Coralie: Many of our customers were hesitant about importing certain data assets into their data marketplace. This was especially true when they came from departments that wanted to keep control and ensure it provided a single source of truth, because it meant duplicating the data. Data virtualization removes this constraint by leaving the data in its original location while making it accessible through the marketplace. It ensures reliability, consistency and security, while making data easy to access and manage by everyone.
Should you virtualize all your data in a data marketplace?
Coralie: Not necessarily. Most of our customers opt for a hybrid model on their data marketplace, combining virtualized data, duplicate data (that has been prepared to be more understandable through the platform’s processors) or just metadata. Our goal is to give them every possible option to share as much data as possible. Then, it’s up to them to decide the best approach, as obviously they know and understand their own data estate and needs.
When can data virtualization be beneficial?
Coralie: Data virtualization in a data marketplace makes it possible to expand the range of data accessible to business users. As some data cannot be moved, virtualization still allows it to be shared while providing key safeguards and benefits:
- Security and reliability: Data stays at its source, under the direct control of the teams that manage it. It therefore retains its freshness, reliability, and status as a single source of truth. This is the most popular benefit for our customers.
- Better data discovery: With AI-powered features like our multilingual semantic search engine or similar data recommendations, users don’t miss out on finding data that’s relevant to their needs.
- Extended range of users: data becomes accessible to all audiences via data consumption tools such as the automatic generation of data visualizations for business users, or queries via an API console for technical experts.
- Usage management: sharing virtualized data within a data marketplace makes it possible to track who accesses it, what queries are made, and how data is being used. This enables organizations to understand usage and justify the impact and ROI of data sharing.
- Reduced environmental impact: By avoiding storage duplication, data virtualization reduces the organization’s carbon footprint. This is a key advantage for organizations committed to Corporate Social Responsibility (CSR)/Environmental, Social and Governance (ESG) strategies or that have to meet compliance requirements.
What criteria are used to virtualize data?
Coralie: The choice around virtualizing data is based on multiple factors, including:
- The volume of data: The larger the size of the dataset, the more attractive virtualization is to reduce the costs associated with duplicate storage.
- Data sensitivity: Some data belongs to specific teams who want to retain ownership and ensure its reliability. Virtualization makes it possible to keep this single source of truth while sharing it securely with a larger number of users on the data marketplace.
Can better discoverability of virtualized data on a data marketplace add to costs?
Coralie: This is an important point to cover as data lakes and data warehouses often charge by use or via quotas. An increase in access to, and discovery of, virtualized data via the marketplace would logically lead to higher usage and higher costs. To anticipate this issue, we have integrated management tools such as configurable quotas into our platform to allow customers to precisely control the consumption of virtualized data. Interestingly, when we talked to customers, allowances and quotas purchased in advance are often underused. Therefore, by making this data more visible in the marketplace, virtualization allows organizations to take full advantage of their existing quotas and maximize data value and resource utilization.
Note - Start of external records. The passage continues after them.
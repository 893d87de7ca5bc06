//! # Work Queue
//!
//! Deduplicating queue of resources waiting for a reconcile pass.
//!
//! - A key is queued at most once, however often it is added.
//! - A key handed to a worker is not handed out again until the worker calls
//!   [`WorkQueue::done`]. Adds that arrive meanwhile are remembered and the
//!   key is queued again on `done`, so one resource never sees two passes at
//!   the same time.
//! - [`WorkQueue::add_after`] delays an add; the timer is dropped on
//!   shutdown. Only the earliest pending timer per key is kept, and a timer
//!   replaced by an earlier one is cancelled.

use std::collections::{HashMap, HashSet, VecDeque};
use std::fmt;
use std::sync::{Arc, Mutex, MutexGuard};
use std::time::Duration;
use tokio::sync::Notify;
use tokio::time::Instant;
use tokio_util::sync::CancellationToken;
use tracing::trace;

/// Which reconciler a key belongs to.
#[derive(Debug, Clone, Copy, PartialEq, Eq, Hash)]
pub enum ResourceKind {
    Source,
    Destination,
}

#[derive(Debug, Clone, PartialEq, Eq, Hash)]
pub struct WorkKey {
    pub kind: ResourceKind,
    pub namespace: String,
    pub name: String,
}

impl WorkKey {
    pub fn source(namespace: impl Into<String>, name: impl Into<String>) -> Self {
        Self {
            kind: ResourceKind::Source,
            namespace: namespace.into(),
            name: name.into(),
        }
    }

    pub fn destination(namespace: impl Into<String>, name: impl Into<String>) -> Self {
        Self {
            kind: ResourceKind::Destination,
            namespace: namespace.into(),
            name: name.into(),
        }
    }
}

impl fmt::Display for WorkKey {
    fn fmt(&self, f: &mut fmt::Formatter<'_>) -> fmt::Result {
        write!(f, "{:?} {}/{}", self.kind, self.namespace, self.name)
    }
}

#[derive(Default)]
struct State {
    ready: VecDeque<WorkKey>,
    queued: HashSet<WorkKey>,
    processing: HashSet<WorkKey>,
    /// Added while being processed.
    dirty: HashSet<WorkKey>,
    /// Pending delayed adds and the token that cancels each timer.
    waiting: HashMap<WorkKey, (Instant, CancellationToken)>,
}

#[derive(Clone)]
pub struct WorkQueue {
    state: Arc<Mutex<State>>,
    notify: Arc<Notify>,
    shutdown: CancellationToken,
}

impl WorkQueue {
    pub fn new(shutdown: CancellationToken) -> Self {
        Self {
            state: Arc::new(Mutex::new(State::default())),
            notify: Arc::new(Notify::new()),
            shutdown,
        }
    }

    fn lock(&self) -> MutexGuard<'_, State> {
        self.state.lock().unwrap_or_else(|e| e.into_inner())
    }

    pub fn add(&self, key: WorkKey) {
        let mut state = self.lock();
        if state.processing.contains(&key) {
            state.dirty.insert(key);
            return;
        }
        if state.queued.insert(key.clone()) {
            trace!(key = %key, "Queued");
            state.ready.push_back(key);
            drop(state);
            self.notify.notify_one();
        }
    }

    /// Add `key` once `delay` has passed, unless the queue shuts down first.
    pub fn add_after(&self, key: WorkKey, delay: Duration) {
        if delay.is_zero() {
            self.add(key);
            return;
        }
        let deadline = Instant::now() + delay;
        let timer = self.shutdown.child_token();
        {
            let mut state = self.lock();
            if let Some((pending, _)) = state.waiting.get(&key) {
                if *pending <= deadline {
                    return;
                }
            }
            let replaced = state
                .waiting
                .insert(key.clone(), (deadline, timer.clone()));
            if let Some((_, superseded)) = replaced {
                trace!(key = %key, "Replacing later timer");
                superseded.cancel();
            }
        }
        let queue = self.clone();
        tokio::spawn(async move {
            tokio::select! {
                _ = timer.cancelled() => {}
                _ = tokio::time::sleep_until(deadline) => {
                    let fire = {
                        let mut state = queue.lock();
                        match state.waiting.get(&key) {
                            Some((pending, _)) if *pending == deadline => {
                                state.waiting.remove(&key);
                                true
                            }
                            _ => false,
                        }
                    };
                    if fire {
                        queue.add(key);
                    }
                }
            }
        });
    }

    /// Whether a delayed add is pending for `key`.
    pub fn is_waiting(&self, key: &WorkKey) -> bool {
        self.lock().waiting.contains_key(key)
    }

    /// Wait for the next key. `None` once the queue is shut down.
    pub async fn next(&self) -> Option<WorkKey> {
        loop {
            let notified = self.notify.notified();
            if self.shutdown.is_cancelled() {
                return None;
            }
            if let Some(key) = self.pop() {
                return Some(key);
            }
            tokio::select! {
                _ = self.shutdown.cancelled() => return None,
                _ = notified => {}
            }
        }
    }

    fn pop(&self) -> Option<WorkKey> {
        let mut state = self.lock();
        let key = state.ready.pop_front()?;
        state.queued.remove(&key);
        state.processing.insert(key.clone());
        Some(key)
    }

    /// Mark a pass over `key` finished.
    pub fn done(&self, key: &WorkKey) {
        let mut state = self.lock();
        state.processing.remove(key);
        if state.dirty.remove(key) {
            drop(state);
            self.add(key.clone());
        }
    }

    pub fn len(&self) -> usize {
        self.lock().ready.len()
    }

    pub fn is_empty(&self) -> bool {
        self.len() == 0
    }
}

#[cfg(test)]
mod tests {
    use super::*;

    #[tokio::test]
    async fn test_deduplicates() {
        let queue = WorkQueue::new(CancellationToken::new());
        queue.add(WorkKey::source("default", "a"));
        queue.add(WorkKey::source("default", "a"));
        queue.add(WorkKey::destination("default", "a"));
        assert_eq!(queue.len(), 2);
    }

    #[tokio::test]
    async fn test_key_not_handed_out_twice_while_processing() {
        let queue = WorkQueue::new(CancellationToken::new());
        let key = WorkKey::source("default", "a");
        queue.add(key.clone());

        let taken = queue.next().await.unwrap();
        queue.add(key.clone());
        assert!(queue.is_empty());

        queue.done(&taken);
        assert_eq!(queue.len(), 1);
        assert_eq!(queue.next().await.unwrap(), key);
    }

    #[tokio::test]
    async fn test_shutdown_releases_waiters() {
        let token = CancellationToken::new();
        let queue = WorkQueue::new(token.clone());
        let waiter = tokio::spawn({
            let queue = queue.clone();
            async move { queue.next().await }
        });
        token.cancel();
        assert_eq!(waiter.await.unwrap(), None);
    }

    #[tokio::test(start_paused = true)]
    async fn test_add_after() {
        let queue = WorkQueue::new(CancellationToken::new());
        queue.add_after(WorkKey::source("default", "a"), Duration::from_secs(30));
        tokio::task::yield_now().await;
        assert!(queue.is_empty());

        tokio::time::sleep(Duration::from_secs(31)).await;
        assert_eq!(queue.len(), 1);
    }

    #[tokio::test(start_paused = true)]
    async fn test_earliest_timer_wins() {
        let queue = WorkQueue::new(CancellationToken::new());
        let key = WorkKey::source("default", "a");
        queue.add_after(key.clone(), Duration::from_secs(60));
        queue.add_after(key.clone(), Duration::from_secs(10));
        queue.add_after(key.clone(), Duration::from_secs(600));
        assert!(queue.is_waiting(&key));

        tokio::time::sleep(Duration::from_secs(11)).await;
        assert_eq!(queue.len(), 1);
        assert!(!queue.is_waiting(&key));

        // The superseded 60s timer does not fire a second add
        let taken = queue.next().await.unwrap();
        queue.done(&taken);
        tokio::time::sleep(Duration::from_secs(60)).await;
        assert!(queue.is_empty());
    }

    #[tokio::test(start_paused = true)]
    async fn test_replaced_timer_is_cancelled() {
        let queue = WorkQueue::new(CancellationToken::new());
        let key = WorkKey::source("default", "a");
        queue.add_after(key.clone(), Duration::from_secs(600));
        let later = queue.lock().waiting.get(&key).unwrap().1.clone();

        // A later deadline leaves the pending timer alone
        queue.add_after(key.clone(), Duration::from_secs(900));
        assert!(!later.is_cancelled());

        queue.add_after(key.clone(), Duration::from_secs(5));
        assert!(later.is_cancelled());
        let earlier = queue.lock().waiting.get(&key).unwrap().1.clone();
        assert!(!earlier.is_cancelled());

        tokio::time::sleep(Duration::from_secs(6)).await;
        assert_eq!(queue.len(), 1);
        assert!(!queue.is_waiting(&key));
    }

    #[tokio::test(start_paused = true)]
    async fn test_shutdown_cancels_timers() {
        let token = CancellationToken::new();
        let queue = WorkQueue::new(token.clone());
        let key = WorkKey::source("default", "a");
        queue.add_after(key.clone(), Duration::from_secs(30));
        let timer = queue.lock().waiting.get(&key).unwrap().1.clone();

        token.cancel();
        assert!(timer.is_cancelled());
    }
}
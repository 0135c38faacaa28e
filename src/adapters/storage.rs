use crate::domain::ports::KeyValueStore;
use crate::utils::error::{CatalogError, Result};
use crate::utils::validation::is_storage_key_char;
use std::collections::HashMap;
use std::fs;
use std::io::ErrorKind;
use std::path::PathBuf;
use std::sync::Mutex;

/// One file per key under a base directory.
#[derive(Debug, Clone)]
pub struct LocalStorage {
    base_path: PathBuf,
}

impl LocalStorage {
    pub fn new(base_path: impl Into<PathBuf>) -> Self {
        Self {
            base_path: base_path.into(),
        }
    }

    fn path_for(&self, key: &str) -> Result<PathBuf> {
        let valid = !key.is_empty() && key.chars().all(is_storage_key_char) && !key.starts_with('.');
        if !valid {
            return Err(CatalogError::StorageError {
                key: key.to_string(),
                message: "key may only contain letters, digits, '_', '-' and '.'".to_string(),
            });
        }
        Ok(self.base_path.join(format!("{}.json", key)))
    }
}

impl KeyValueStore for LocalStorage {
    fn get(&self, key: &str) -> Result<Option<String>> {
        let full_path = self.path_for(key)?;
        match fs::read_to_string(&full_path) {
            Ok(data) => Ok(Some(data)),
            Err(e) if e.kind() == ErrorKind::NotFound => Ok(None),
            Err(e) => Err(e.into()),
        }
    }

    fn set(&self, key: &str, value: &str) -> Result<()> {
        let full_path = self.path_for(key)?;

        if let Some(parent) = full_path.parent() {
            fs::create_dir_all(parent)?;
        }

        // 先寫暫存檔再改名，讀取端不會看到寫一半的內容
        let tmp_path = full_path.with_extension("json.tmp");
        fs::write(&tmp_path, value)?;
        fs::rename(&tmp_path, &full_path)?;
        Ok(())
    }

    fn remove(&self, key: &str) -> Result<()> {
        let full_path = self.path_for(key)?;
        match fs::remove_file(full_path) {
            Ok(()) => Ok(()),
            Err(e) if e.kind() == ErrorKind::NotFound => Ok(()),
            Err(e) => Err(e.into()),
        }
    }
}

/// In-process storage; contents disappear with the value.
#[derive(Debug, Default)]
pub struct MemoryStorage {
    entries: Mutex<HashMap<String, String>>,
}

impl MemoryStorage {
    pub fn new() -> Self {
        Self::default()
    }

    pub fn len(&self) -> usize {
        self.entries.lock().map(|e| e.len()).unwrap_or(0)
    }

    pub fn is_empty(&self) -> bool {
        self.len() == 0
    }

    fn poisoned(key: &str) -> CatalogError {
        CatalogError::StorageError {
            key: key.to_string(),
            message: "memory storage lock poisoned".to_string(),
        }
    }
}

impl KeyValueStore for MemoryStorage {
    fn get(&self, key: &str) -> Result<Option<String>> {
        let entries = self.entries.lock().map_err(|_| Self::poisoned(key))?;
        Ok(entries.get(key).cloned())
    }

    fn set(&self, key: &str, value: &str) -> Result<()> {
        let mut entries = self.entries.lock().map_err(|_| Self::poisoned(key))?;
        entries.insert(key.to_string(), value.to_string());
        Ok(())
    }

    fn remove(&self, key: &str) -> Result<()> {
        let mut entries = self.entries.lock().map_err(|_| Self::poisoned(key))?;
        entries.remove(key);
        Ok(())
    }
}

#[cfg(test)]
mod tests {
    use super::*;
    use tempfile::TempDir;

    #[test]
    fn test_local_storage_round_trip() {
        let temp_dir = TempDir::new().unwrap();
        let storage = LocalStorage::new(temp_dir.path().join("nested"));

        assert_eq!(storage.get("skilledHelpers_workers_v1").unwrap(), None);
        storage.set("skilledHelpers_workers_v1", "[]").unwrap();
        assert_eq!(
            storage.get("skilledHelpers_workers_v1").unwrap().as_deref(),
            Some("[]")
        );
        assert!(temp_dir
            .path()
            .join("nested/skilledHelpers_workers_v1.json")
            .exists());

        storage.set("skilledHelpers_workers_v1", "[1]").unwrap();
        assert_eq!(
            storage.get("skilledHelpers_workers_v1").unwrap().as_deref(),
            Some("[1]")
        );

        storage.remove("skilledHelpers_workers_v1").unwrap();
        storage.remove("skilledHelpers_workers_v1").unwrap();
        assert_eq!(storage.get("skilledHelpers_workers_v1").unwrap(), None);
    }

    #[test]
    fn test_local_storage_rejects_path_like_keys() {
        let temp_dir = TempDir::new().unwrap();
        let storage = LocalStorage::new(temp_dir.path());
        assert!(storage.set("../escape", "x").is_err());
        assert!(storage.get("a/b").is_err());
        assert!(storage.get("").is_err());
    }

    #[test]
    fn test_memory_storage() {
        let storage = MemoryStorage::new();
        assert!(storage.is_empty());
        storage.set("k", "v").unwrap();
        assert_eq!(storage.get("k").unwrap().as_deref(), Some("v"));
        assert_eq!(storage.len(), 1);
        storage.remove("k").unwrap();
        assert!(storage.is_empty());
    }
}
pub mod adapters;
pub mod app;
pub mod config;
pub mod core;
pub mod domain;
pub mod utils;

#[cfg(feature = "cli")]
pub use config::CliConfig;
pub use config::AppConfig;

pub use adapters::storage::{LocalStorage, MemoryStorage};
pub use app::{build_advisor, open_directory};
pub use crate::core::{catalog::CatalogStore, directory::Directory, persistence::CatalogPersistence};
pub use domain::taxonomy::{CategoryFilter, WorkerCategory, CATEGORIES};
pub use utils::error::{CatalogError, Result};
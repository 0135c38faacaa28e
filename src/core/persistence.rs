use crate::core::seed::{seed_products, seed_workers};
use crate::domain::model::{CatalogSnapshot, Product, WorkerProfile, MAX_RATING};
use crate::domain::ports::KeyValueStore;
use crate::utils::error::{CatalogError, Result};
use serde::de::DeserializeOwned;
use serde::Serialize;
use std::collections::HashSet;

pub const DEFAULT_NAMESPACE: &str = "skilledHelpers";
pub const CURRENT_SCHEMA_VERSION: u32 = 1;

/// Key naming for the two collections. The schema version is part of the key,
/// so bumping it makes older saves invisible and clients start from the seed.
#[derive(Debug, Clone, PartialEq, Eq)]
pub struct StorageKeys {
    namespace: String,
    schema_version: u32,
}

impl StorageKeys {
    pub fn new(namespace: impl Into<String>, schema_version: u32) -> Self {
        Self {
            namespace: namespace.into(),
            schema_version,
        }
    }

    pub fn workers(&self) -> String {
        self.versioned("workers", self.schema_version)
    }

    pub fn products(&self) -> String {
        self.versioned("products", self.schema_version)
    }

    /// Keys written by earlier schema versions, including the unversioned ones.
    pub fn legacy(&self) -> Vec<String> {
        let mut keys = Vec::new();
        for collection in ["workers", "products"] {
            keys.push(format!("{}_{}", self.namespace, collection));
            for version in 0..self.schema_version {
                keys.push(self.versioned(collection, version));
            }
        }
        keys
    }

    fn versioned(&self, collection: &str, version: u32) -> String {
        format!("{}_{}_v{}", self.namespace, collection, version)
    }
}

impl Default for StorageKeys {
    fn default() -> Self {
        Self::new(DEFAULT_NAMESPACE, CURRENT_SCHEMA_VERSION)
    }
}

pub struct CatalogPersistence<S: KeyValueStore> {
    storage: S,
    keys: StorageKeys,
}

impl<S: KeyValueStore> CatalogPersistence<S> {
    pub fn new(storage: S, keys: StorageKeys) -> Self {
        Self { storage, keys }
    }

    /// Last saved collections. Each one independently falls back to the seed
    /// when its key is missing, unreadable or fails the shape checks.
    pub fn load(&self) -> CatalogSnapshot {
        CatalogSnapshot {
            workers: self.load_collection(&self.keys.workers(), seed_workers, workers_are_sound),
            products: self.load_collection(
                &self.keys.products(),
                seed_products,
                products_are_sound,
            ),
        }
    }

    /// Writes both collections. Both writes are attempted; the first failure
    /// is returned.
    pub fn save(&self, workers: &[WorkerProfile], products: &[Product]) -> Result<()> {
        let workers_result = self.save_collection(&self.keys.workers(), workers);
        let products_result = self.save_collection(&self.keys.products(), products);
        workers_result.and(products_result)
    }

    /// Deletes keys left behind by older schema versions and returns how many
    /// were present.
    pub fn purge_legacy(&self) -> Result<usize> {
        let mut removed = 0;
        for key in self.keys.legacy() {
            if self.storage.get(&key)?.is_some() {
                self.storage.remove(&key)?;
                tracing::info!("🧹 Removed legacy key {}", key);
                removed += 1;
            }
        }
        Ok(removed)
    }

    /// Drops both current keys so the next load starts from the seed.
    pub fn clear(&self) -> Result<()> {
        self.storage.remove(&self.keys.workers())?;
        self.storage.remove(&self.keys.products())?;
        Ok(())
    }

    fn load_collection<T: DeserializeOwned>(
        &self,
        key: &str,
        seed: fn() -> Vec<T>,
        sound: fn(&[T]) -> bool,
    ) -> Vec<T> {
        let raw = match self.storage.get(key) {
            Ok(Some(raw)) => raw,
            Ok(None) => {
                tracing::debug!("No saved data under {}, using seed", key);
                return seed();
            }
            Err(e) => {
                tracing::warn!("⚠️ Could not read {}: {}; using seed", key, e);
                return seed();
            }
        };

        match serde_json::from_str::<Vec<T>>(&raw) {
            Ok(items) if sound(&items) => {
                tracing::debug!("Loaded {} entries from {}", items.len(), key);
                items
            }
            Ok(_) => {
                tracing::warn!("⚠️ Saved data under {} failed integrity checks; using seed", key);
                seed()
            }
            Err(e) => {
                tracing::warn!("⚠️ Saved data under {} is malformed ({}); using seed", key, e);
                seed()
            }
        }
    }

    fn save_collection<T: Serialize>(&self, key: &str, items: &[T]) -> Result<()> {
        let payload = serde_json::to_string(items)?;
        self.storage.set(key, &payload)?;
        tracing::debug!("Saved {} entries to {} ({} bytes)", items.len(), key, payload.len());
        Ok(())
    }
}

fn unique_ids<'a>(ids: impl Iterator<Item = &'a str>) -> bool {
    let mut seen = HashSet::new();
    ids.into_iter().all(|id| seen.insert(id))
}

fn check_amount(field: &str, value: f64) -> Result<()> {
    if value.is_finite() && value >= 0.0 {
        Ok(())
    } else {
        Err(CatalogError::validation(field, format!("{} must be a non-negative number", value)))
    }
}

fn check_rating(rating: f64) -> Result<()> {
    if (0.0..=MAX_RATING).contains(&rating) {
        Ok(())
    } else {
        Err(CatalogError::validation(
            "rating",
            format!("{} is outside 0..={}", rating, MAX_RATING),
        ))
    }
}

fn check_identity(id: &str, name: &str) -> Result<()> {
    if id.trim().is_empty() {
        return Err(CatalogError::MissingFieldError {
            field: "id".to_string(),
        });
    }
    if name.trim().is_empty() {
        return Err(CatalogError::MissingFieldError {
            field: "name".to_string(),
        });
    }
    Ok(())
}

/// Shape checks a stored worker must pass. Shared by `load` and the store so
/// nothing that would fail on reload can be written in the first place.
pub(crate) fn check_worker(worker: &WorkerProfile) -> Result<()> {
    check_identity(&worker.id, &worker.name)?;
    check_amount("hourlyRate", worker.hourly_rate)?;
    check_rating(worker.rating)
}

pub(crate) fn check_product(product: &Product) -> Result<()> {
    check_identity(&product.id, &product.name)?;
    check_amount("price", product.price)?;
    check_rating(product.rating)
}

fn workers_are_sound(workers: &[WorkerProfile]) -> bool {
    unique_ids(workers.iter().map(|w| w.id.as_str()))
        && workers.iter().all(|w| check_worker(w).is_ok())
}

fn products_are_sound(products: &[Product]) -> bool {
    unique_ids(products.iter().map(|p| p.id.as_str()))
        && products.iter().all(|p| check_product(p).is_ok())
}

#[cfg(test)]
mod tests {
    use super::*;
    use crate::adapters::storage::MemoryStorage;
    use crate::core::seed::seed_snapshot;

    fn persistence(storage: &MemoryStorage) -> CatalogPersistence<&MemoryStorage> {
        CatalogPersistence::new(storage, StorageKeys::default())
    }

    #[test]
    fn test_keys_carry_schema_version() {
        let keys = StorageKeys::default();
        assert_eq!(keys.workers(), "skilledHelpers_workers_v1");
        assert_eq!(keys.products(), "skilledHelpers_products_v1");

        let legacy = StorageKeys::new("skilledHelpers", 2).legacy();
        assert!(legacy.contains(&"skilledHelpers_workers".to_string()));
        assert!(legacy.contains(&"skilledHelpers_workers_v1".to_string()));
        assert!(!legacy.contains(&"skilledHelpers_workers_v2".to_string()));
    }

    #[test]
    fn test_empty_storage_loads_seed() {
        let storage = MemoryStorage::new();
        assert_eq!(persistence(&storage).load(), seed_snapshot());
    }

    #[test]
    fn test_round_trip() {
        let storage = MemoryStorage::new();
        let adapter = persistence(&storage);

        let mut snapshot = seed_snapshot();
        snapshot.workers.truncate(1);
        snapshot.products.reverse();
        adapter.save(&snapshot.workers, &snapshot.products).unwrap();

        assert_eq!(adapter.load(), snapshot);
    }

    #[test]
    fn test_corrupt_collection_does_not_affect_the_other() {
        let storage = MemoryStorage::new();
        let adapter = persistence(&storage);

        let products = vec![seed_products().remove(0)];
        adapter.save(&[], &products).unwrap();
        storage.set("skilledHelpers_workers_v1", "{not json").unwrap();

        let loaded = adapter.load();
        assert_eq!(loaded.workers, seed_workers());
        assert_eq!(loaded.products, products);
    }

    #[test]
    fn test_duplicate_ids_fall_back_to_seed() {
        let storage = MemoryStorage::new();
        let adapter = persistence(&storage);

        let mut workers = seed_workers();
        workers[1].id = workers[0].id.clone();
        adapter.save(&workers, &seed_products()).unwrap();

        assert_eq!(adapter.load().workers, seed_workers());
    }

    #[test]
    fn test_out_of_range_values_fall_back_to_seed() {
        let storage = MemoryStorage::new();
        let adapter = persistence(&storage);

        let mut workers = seed_workers();
        workers[0].rating = 9.0;
        let mut products = seed_products();
        products[0].price = -1.0;
        adapter.save(&workers, &products).unwrap();

        assert_eq!(adapter.load(), seed_snapshot());
    }

    #[test]
    fn test_entity_checks() {
        let mut worker = seed_workers().remove(0);
        assert!(check_worker(&worker).is_ok());
        worker.rating = MAX_RATING + 0.1;
        assert!(matches!(
            check_worker(&worker),
            Err(CatalogError::ValidationError { ref field, .. }) if field == "rating"
        ));

        let mut product = seed_products().remove(0);
        product.price = f64::INFINITY;
        assert!(check_product(&product).is_err());
        product.price = 0.0;
        product.name = " ".to_string();
        assert!(matches!(
            check_product(&product),
            Err(CatalogError::MissingFieldError { .. })
        ));
    }

    #[test]
    fn test_newer_schema_ignores_old_keys() {
        let storage = MemoryStorage::new();
        persistence(&storage).save(&[], &[]).unwrap();

        let v2 = CatalogPersistence::new(&storage, StorageKeys::new(DEFAULT_NAMESPACE, 2));
        assert_eq!(v2.load(), seed_snapshot());
        assert_eq!(v2.purge_legacy().unwrap(), 2);
        assert!(storage.get("skilledHelpers_workers_v1").unwrap().is_none());
    }

    #[test]
    fn test_clear_returns_to_seed() {
        let storage = MemoryStorage::new();
        let adapter = persistence(&storage);
        adapter.save(&[], &[]).unwrap();
        assert!(adapter.load().workers.is_empty());

        adapter.clear().unwrap();
        assert!(storage.is_empty());
        assert_eq!(adapter.load(), seed_snapshot());
    }

    #[test]
    fn test_save_is_idempotent() {
        let storage = MemoryStorage::new();
        let adapter = persistence(&storage);
        let snapshot = seed_snapshot();

        adapter.save(&snapshot.workers, &snapshot.products).unwrap();
        let first = storage.get("skilledHelpers_workers_v1").unwrap();
        adapter.save(&snapshot.workers, &snapshot.products).unwrap();
        assert_eq!(storage.get("skilledHelpers_workers_v1").unwrap(), first);
    }
}
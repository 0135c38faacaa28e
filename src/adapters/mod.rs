// Adapters layer: concrete implementations of the domain ports.

pub mod advisor;
pub mod storage;
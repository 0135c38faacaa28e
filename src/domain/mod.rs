// Domain layer: catalog models, category taxonomy and ports.

pub mod model;
pub mod ports;
pub mod taxonomy;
Can you give us a concrete example of how data virtualization delivers benefits in a data marketplace?
Coralie: Of course. At Opendatasoft, we have virtualized our platform’s usage and adoption data in our own internal data marketplace. This is data from our data lake, which previously was only accessible to our data teams, because they were the only ones who had the technical training or relevant licenses. Now this data is accessible in real time via self-service to our Product Managers (essentially our business users), without the need for them to go through our data teams. This saves a considerable amount of time for everyone.
What developments can we expect in the near future? More connectors, more AI-based innovations...?
Coralie: In terms of connectivity, Opendatasoft already knows how to virtualize data from the main data lakes and data warehouses on the market, such as Snowflake, Databricks, Microsoft Azure and Denodo. Our priority now is to strengthen the contribution of agentic AI to our data marketplace solution, with the recent launch of our MCP server. This breakthrough opens up new opportunities for our customers to use and create value and is a key step in the evolution of our platform — all still driven by the same mission: to make data accessible and useful to everyone.